Police killings of blacks is not (mostly) prejudice

The go-to explanation, reasonably described as a knee-jerk reaction, to almost any instance of demographic “gaps” or disadvantage, at least by most of my colleagues in social psychology, and, I suspect, in many other academic fields, is ongoing discrimination by prejudiced individuals (prejudice is now often presumed to be unconscious, typically without evidence demonstrating such unconsciousness).
For example, in social psychology, the go-to explanation is “shooter bias” — enough studies show that, using realistic video games, laypeople more readily shoot unarmed blacks than unarmed whites. Prejudice is also “our” explanation for the gender gap in STEM (despite ample evidence that other factors also play a role, and probably play a stronger role).

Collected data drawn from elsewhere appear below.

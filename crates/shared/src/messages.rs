//! User-facing strings for the product modal, keyed by locale.

use std::str::FromStr;

use serde::{Deserialize, Serialize};
use thiserror::Error;

use crate::domain::ModalMode;

#[derive(Debug, Clone, Copy, PartialEq, Eq, Hash, Serialize, Deserialize, Default)]
#[serde(rename_all = "snake_case")]
pub enum Locale {
    #[default]
    English,
    Spanish,
}

#[derive(Debug, Error, PartialEq, Eq)]
#[error("unsupported locale '{0}' (expected one of: en, es)")]
pub struct UnknownLocale(pub String);

impl FromStr for Locale {
    type Err = UnknownLocale;

    fn from_str(s: &str) -> Result<Self, Self::Err> {
        match s.trim().to_ascii_lowercase().as_str() {
            "en" | "english" => Ok(Self::English),
            "es" | "spanish" | "espanol" | "español" => Ok(Self::Spanish),
            other => Err(UnknownLocale(other.to_string())),
        }
    }
}

impl Locale {
    pub fn messages(self) -> &'static Messages {
        match self {
            Self::English => &ENGLISH,
            Self::Spanish => &SPANISH,
        }
    }
}

#[derive(Debug)]
pub struct Messages {
    pub id_invalid: &'static str,
    pub title_required: &'static str,
    pub price_required: &'static str,
    pub price_negative: &'static str,
    pub description_required: &'static str,
    pub category_required: &'static str,
    pub image_required: &'static str,

    pub title_label: &'static str,
    pub price_label: &'static str,
    pub description_label: &'static str,
    pub category_label: &'static str,
    pub image_label: &'static str,

    pub create_title: &'static str,
    pub update_title: &'static str,
    pub delete_title: &'static str,

    pub cancel: &'static str,
    pub save: &'static str,
    pub confirm_delete: &'static str,
    /// Shown above the product title in the delete confirmation.
    pub delete_prompt: &'static str,

    pub product_created: &'static str,
    pub product_updated: &'static str,
    pub product_deleted: &'static str,
    pub generic_failure: &'static str,
}

impl Messages {
    pub fn modal_title(&self, mode: ModalMode) -> &'static str {
        match mode {
            ModalMode::Create => self.create_title,
            ModalMode::Update => self.update_title,
            ModalMode::Delete => self.delete_title,
        }
    }
}

pub static ENGLISH: Messages = Messages {
    id_invalid: "Id must be a non-negative integer",
    title_required: "Title is required",
    price_required: "Price is required",
    price_negative: "Price must be greater than or equal to 0",
    description_required: "Description is required",
    category_required: "Category is required",
    image_required: "Image URL is required",

    title_label: "Title",
    price_label: "Price",
    description_label: "Description",
    category_label: "Category",
    image_label: "Image URL",

    create_title: "New product",
    update_title: "Edit product",
    delete_title: "Delete product",

    cancel: "Cancel",
    save: "Save",
    confirm_delete: "Delete",
    delete_prompt: "Are you sure you want to delete the product",

    product_created: "Product created",
    product_updated: "Product updated",
    product_deleted: "Product deleted",
    generic_failure: "An error has occurred",
};

pub static SPANISH: Messages = Messages {
    id_invalid: "El id debe ser un entero positivo",
    title_required: "El titulo es requerido",
    price_required: "El precio es requerido",
    price_negative: "El precio debe ser mayor o igual a 0",
    description_required: "La descripcion es requerida",
    category_required: "La categoria es requerida",
    image_required: "La URL de la imagen es requerida",

    title_label: "Titulo",
    price_label: "Precio",
    description_label: "Descripcion",
    category_label: "Categoria",
    image_label: "URL de la imagen",

    create_title: "Nuevo producto",
    update_title: "Editar producto",
    delete_title: "Eliminar producto",

    cancel: "Cancelar",
    save: "Guardar",
    confirm_delete: "Eliminar",
    delete_prompt: "¿Está seguro que desea eliminar el producto",

    product_created: "Producto Creado",
    product_updated: "Producto Actualizado",
    product_deleted: "Producto borrado",
    generic_failure: "Ha ocurrido un error",
};

#[cfg(test)]
#[path = "tests/messages_tests.rs"]
mod tests;
//! The product modal: view selection, form wiring and persistence.
//!
//! A [`ProductModal`] is opened by a parent view with a fixed [`ModalMode`].
//! Delete mode renders a confirmation; create and update share the form
//! view and are told apart only by whether the product id is the `0`
//! sentinel when the form is submitted. Effects on the parent (closing the
//! modal, asking it to reload its list) go through [`ModalHost`], and user
//! notifications through [`Notifier`].

use std::sync::Arc;

use shared::{
    domain::{ModalMode, Product, ProductId},
    messages::{Locale, Messages},
    validation::ProductField,
};
use tracing::{error, info};

use crate::{error::ServiceError, form::FormState, notify::Notifier, service::ProductService};

/// Parent-side capabilities handed to the modal when it is opened.
pub trait ModalHost: Send + Sync {
    fn close(&self);
    /// Tells the parent its product list is stale.
    fn notify_changed(&self);
}

pub struct ModalProps {
    pub show: bool,
    pub title: String,
    pub mode: ModalMode,
    pub product: Product,
    pub host: Arc<dyn ModalHost>,
}

#[derive(Debug, Clone, PartialEq)]
pub struct FieldView {
    pub field: ProductField,
    pub label: &'static str,
    pub value: String,
    pub error: Option<&'static str>,
}

#[derive(Debug, Clone, PartialEq)]
pub enum ModalView {
    Hidden,
    DeleteConfirmation {
        title: String,
        prompt: &'static str,
        product_title: String,
        cancel_label: &'static str,
        confirm_label: &'static str,
    },
    Form {
        title: String,
        fields: Vec<FieldView>,
        cancel_label: &'static str,
        submit_label: &'static str,
        submit_enabled: bool,
    },
}

#[derive(Debug, Clone, Copy, PartialEq, Eq)]
pub enum Mutation {
    Created,
    Updated,
    Deleted,
}

/// Runs one persistence call and reports the outcome to the user and host.
///
/// Failures are logged and turned into the generic error notification; the
/// host is left untouched so the modal stays open for a retry. The error is
/// still returned for callers that want it.
pub struct PersistenceInvoker {
    service: Arc<dyn ProductService>,
    notifier: Arc<dyn Notifier>,
    messages: &'static Messages,
}

impl PersistenceInvoker {
    pub fn new(
        service: Arc<dyn ProductService>,
        notifier: Arc<dyn Notifier>,
        locale: Locale,
    ) -> Self {
        Self {
            service,
            notifier,
            messages: locale.messages(),
        }
    }

    pub async fn save(
        &self,
        product: &Product,
        host: &dyn ModalHost,
    ) -> Result<Mutation, ServiceError> {
        let result = if product.is_new() {
            self.service
                .create_product(product)
                .await
                .map(|_| Mutation::Created)
        } else {
            self.service
                .update_product(product.id, product)
                .await
                .map(|_| Mutation::Updated)
        };
        self.finish(result, host)
    }

    pub async fn delete(
        &self,
        id: ProductId,
        host: &dyn ModalHost,
    ) -> Result<Mutation, ServiceError> {
        let result = self
            .service
            .delete_product(id)
            .await
            .map(|()| Mutation::Deleted);
        self.finish(result, host)
    }

    fn finish(
        &self,
        result: Result<Mutation, ServiceError>,
        host: &dyn ModalHost,
    ) -> Result<Mutation, ServiceError> {
        match &result {
            Ok(mutation) => {
                info!(?mutation, "product mutation succeeded");
                self.notifier.success(match mutation {
                    Mutation::Created => self.messages.product_created,
                    Mutation::Updated => self.messages.product_updated,
                    Mutation::Deleted => self.messages.product_deleted,
                });
                host.close();
                host.notify_changed();
            }
            Err(err) => {
                error!(error = %err, "product mutation failed");
                self.notifier.error(self.messages.generic_failure);
            }
        }
        result
    }
}

pub struct ProductModal {
    props: ModalProps,
    form: FormState,
    messages: &'static Messages,
}

impl ProductModal {
    pub fn open(props: ModalProps, locale: Locale) -> Self {
        let messages = locale.messages();
        let form = FormState::new(&props.product, messages);
        Self {
            props,
            form,
            messages,
        }
    }

    pub fn form(&self) -> &FormState {
        &self.form
    }

    pub fn change(&mut self, field: ProductField, value: impl Into<String>) {
        self.form.change(field, value);
    }

    pub fn blur(&mut self, field: ProductField) {
        self.form.blur(field);
    }

    pub fn view(&self) -> ModalView {
        if !self.props.show {
            return ModalView::Hidden;
        }

        if self.props.mode.is_delete() {
            return ModalView::DeleteConfirmation {
                title: self.props.title.clone(),
                prompt: self.messages.delete_prompt,
                product_title: self.props.product.title.clone(),
                cancel_label: self.messages.cancel,
                confirm_label: self.messages.confirm_delete,
            };
        }

        let fields = ProductField::EDITABLE
            .into_iter()
            .map(|field| FieldView {
                field,
                label: field.label(self.messages),
                value: self.form.values().get(field),
                error: self.form.visible_error(field),
            })
            .collect();
        ModalView::Form {
            title: self.props.title.clone(),
            fields,
            cancel_label: self.messages.cancel,
            submit_label: self.messages.save,
            submit_enabled: self.form.is_valid(),
        }
    }

    /// Closes without touching the backend.
    pub fn cancel(&self) {
        self.props.host.close();
    }

    /// Product to persist when the form is shown and valid. Touches every
    /// field so that remaining errors become visible.
    pub fn submit_request(&mut self) -> Option<Product> {
        if !self.props.show || self.props.mode.is_delete() {
            return None;
        }
        self.form.submit_guard().ok()
    }

    pub fn delete_request(&self) -> Option<ProductId> {
        if !self.props.show || !self.props.mode.is_delete() {
            return None;
        }
        Some(self.props.product.id)
    }

    /// `None` when nothing was sent: wrong mode, hidden, or invalid form.
    pub async fn submit(
        &mut self,
        invoker: &PersistenceInvoker,
    ) -> Option<Result<Mutation, ServiceError>> {
        let product = self.submit_request()?;
        Some(invoker.save(&product, self.props.host.as_ref()).await)
    }

    pub async fn confirm_delete(
        &self,
        invoker: &PersistenceInvoker,
    ) -> Option<Result<Mutation, ServiceError>> {
        let id = self.delete_request()?;
        Some(invoker.delete(id, self.props.host.as_ref()).await)
    }
}

#[cfg(test)]
#[path = "tests/modal_tests.rs"]
mod tests;
//! UI/backend events and error modeling for desktop GUI controller.

use client_core::{ServiceError, ToastKind};
use shared::domain::Product;

use crate::backend_bridge::commands::ModalId;

pub enum UiEvent {
    ProductsLoaded(Vec<Product>),
    Notify { kind: ToastKind, message: String },
    ModalClosed(ModalId),
    ProductsChanged,
    Error(UiError),
}

#[derive(Debug, Clone, Copy, PartialEq, Eq)]
pub enum UiErrorCategory {
    Transport,
    Backend,
    Unknown,
}

#[derive(Debug, Clone, Copy, PartialEq, Eq)]
pub enum UiErrorContext {
    BackendStartup,
    LoadProducts,
}

#[derive(Debug, Clone)]
pub struct UiError {
    category: UiErrorCategory,
    context: UiErrorContext,
    message: String,
}

impl UiError {
    pub fn from_message(context: UiErrorContext, message: impl Into<String>) -> Self {
        let message = message.into();
        let message_lower = message.to_ascii_lowercase();
        let category = if message_lower.contains("timeout")
            || message_lower.contains("timed out")
            || message_lower.contains("connection")
            || message_lower.contains("dns")
            || message_lower.contains("unreachable")
        {
            UiErrorCategory::Transport
        } else {
            UiErrorCategory::Unknown
        };

        Self {
            category,
            context,
            message,
        }
    }

    pub fn from_service(context: UiErrorContext, err: &ServiceError) -> Self {
        let category = match err {
            ServiceError::Http { .. } => UiErrorCategory::Transport,
            ServiceError::Status { .. } | ServiceError::Decode { .. } => UiErrorCategory::Backend,
        };
        Self {
            category,
            context,
            message: err.to_string(),
        }
    }

    /// One-line status text for the top bar.
    pub fn status_line(&self) -> String {
        let what = match self.context {
            UiErrorContext::BackendStartup => "Backend worker failed to start",
            UiErrorContext::LoadProducts => "Could not load products",
        };
        let hint = match self.category {
            UiErrorCategory::Transport => "; check the API URL/network and reload",
            UiErrorCategory::Backend | UiErrorCategory::Unknown => "",
        };
        format!("{what}: {}{hint}", self.message)
    }
}

#[cfg(test)]
#[path = "../tests/events_tests.rs"]
mod tests;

And I just discovered this in, of all places, the NYTimes Sunday Business section.

Evidence of killing-based-on-individual prejudice of officers would predict that police disproportionately kill blacks (per stop) than they kill other people (say, whites).
That does occur — but explains about 1/5 of the B/W difference in police killings; or, put differently, it fails to explain 4/5, most of which seems to occur because police stop a much higher proportion of blacks than whites.
“Well,” you might be thinking, “aren’t stops based on prejudice?” Maybe a little. However, most stops are based on:
  1. Where police are stationed. The country remains largely segregated, so if they are stationed in a racially homogeneous area, their personal prejudices are not going to explain who they stop.
  2. Descriptions of suspects in crimes. Those descriptions come from the victims doing the reporting. And victims report a proportion of black perpetrators that approximates the difference in b/w stops.
As usual, it is not that prejudice is irrelevant. As usual, however, the left/social sciences obsession with prejudice and liberation narratives seems to have led to a typically tunnel-visioned approach to understanding this obviously important and terrible social problem, one which, by attracting an insane amount of time/attention/effort/resources suffers from the massive opportunity cost of FAILING to understand larger and more important sources of police killing of blacks.
As usual, a diversity of perspectives, that would include non-leftist approaches that identify other sources of the “killing gap” besides prejudice are sorely needed to address this problem.